**MATERIAL PROVIDED:**
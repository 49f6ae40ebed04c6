/// Domain models shared across repositories, services, and handlers.
use chrono::{DateTime, Utc};
use serde::{Deserialize, Serialize};
use sqlx::FromRow;
use uuid::Uuid;

/// A coupon campaign with finite stock.
#[derive(Debug, Clone, Serialize, Deserialize, FromRow)]
pub struct CouponEvent {
    pub event_id: String,
    pub event_name: String,
    pub description: Option<String>,
    pub total_stock: i64,
    /// Advisory mirror of the in-memory counter, seeded at initialization.
    /// The Redis counter is authoritative for decisions.
    pub remaining_stock: i64,
    pub start_time: DateTime<Utc>,
    pub end_time: DateTime<Utc>,
    pub is_active: bool,
    pub created_at: DateTime<Utc>,
    pub updated_at: DateTime<Utc>,
}

impl CouponEvent {
    pub fn has_ended(&self, now: DateTime<Utc>) -> bool {
        now > self.end_time
    }
}

/// The durable record of a successful coupon grant.
#[derive(Debug, Clone, Serialize, Deserialize, FromRow)]
pub struct UserCoupon {
    pub id: Uuid,
    pub coupon_id: Uuid,
    pub user_id: String,
    pub event_id: String,
    pub issued_at: DateTime<Utc>,
    pub is_used: bool,
    pub used_at: Option<DateTime<Utc>>,
}

/// Aggregated view of an event, combining in-memory counters with the
/// persisted issuance count.
#[derive(Debug, Clone, Serialize)]
pub struct EventStatus {
    pub event_id: String,
    pub remaining_stock: i64,
    pub total_participants: i64,
    pub total_issued: i64,
    pub is_active: bool,
}
pub mod reconciliation;

pub use reconciliation::ReconciliationJob;
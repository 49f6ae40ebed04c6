//! Coupon issuance service.
//!
//! A strictly limited coupon pool issued to a very large concurrent
//! population with an immediate synchronous PASS/FAIL per request. The
//! decision lives in a single indivisible Redis script; durability flows
//! through a Kafka log into Postgres via an idempotent writer.

pub mod config;
pub mod consumers;
pub mod db;
pub mod error;
pub mod handlers;
pub mod jobs;
pub mod kafka;
pub mod metrics;
pub mod models;
pub mod services;
pub mod store;
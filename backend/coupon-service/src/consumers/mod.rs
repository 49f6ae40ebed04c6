pub mod issuance_writer;

pub use issuance_writer::{IssuanceWriter, RetryPolicy};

**DIRECTIONS:** Type out the material again exactly as presented.

**ANSWER FOR THE TASK:**
repository 49f6ae40ebed04c6
/// Domain models shared across repositories, services, and handlers.
use chrono::{DateTime, Utc};
use serde::{Deserialize, Serialize};
use sqlx::FromRow;
use uuid::Uuid;

/// A coupon campaign with finite stock.
#[derive(Debug, Clone, Serialize, Deserialize, FromRow)]
pub struct CouponEvent {
    pub event_id: String,
    pub event_name: String,
    pub description: Option<String>,
    pub total_stock: i64,
    /// Advisory mirror of the in-memory counter, seeded at initialization.
    /// The Redis counter is authoritative for decisions.
    pub remaining_stock: i64,
    pub start_time: DateTime<Utc>,
    pub end_time: DateTime<Utc>,
    pub is_active: bool,
    pub created_at: DateTime<Utc>,
    pub updated_at: DateTime<Utc>,
}

impl CouponEvent {
    pub fn has_ended(&self, now: DateTime<Utc>) -> bool {
        now > self.end_time
    }
}

/// The durable record of a successful coupon grant.
#[derive(Debug, Clone, Serialize, Deserialize, FromRow)]
pub struct UserCoupon {
    pub id: Uuid,
    pub coupon_id: Uuid,
    pub user_id: String,
    pub event_id: String,
    pub issued_at: DateTime<Utc>,
    pub is_used: bool,
    pub used_at: Option<DateTime<Utc>>,
}

/// Aggregated view of an event, combining in-memory counters with the
/// persisted issuance count.
#[derive(Debug, Clone, Serialize)]
pub struct EventStatus {
    pub event_id: String,
    pub remaining_stock: i64,
    pub total_participants: i64,
    pub total_issued: i64,
    pub is_active: bool,
}
pub mod reconciliation;

pub use reconciliation::ReconciliationJob;
repository 49f6ae40ebed04c6
//! Coupon issuance service.
//!
//! A strictly limited coupon pool issued to a very large concurrent
//! population with an immediate synchronous PASS/FAIL per request. The
//! decision lives in a single indivisible Redis script; durability flows
//! through a Kafka log into Postgres via an idempotent writer.

pub mod config;
pub mod consumers;
pub mod db;
pub mod error;
pub mod handlers;
pub mod jobs;
pub mod kafka;
pub mod metrics;
pub mod models;
pub mod services;
pub mod store;
filename backend/coupon-service/src/consumers/mod.rs
repository 49f6ae40ebed04c6
pub mod issuance_writer;

pub use issuance_writer::{IssuanceWriter, RetryPolicy};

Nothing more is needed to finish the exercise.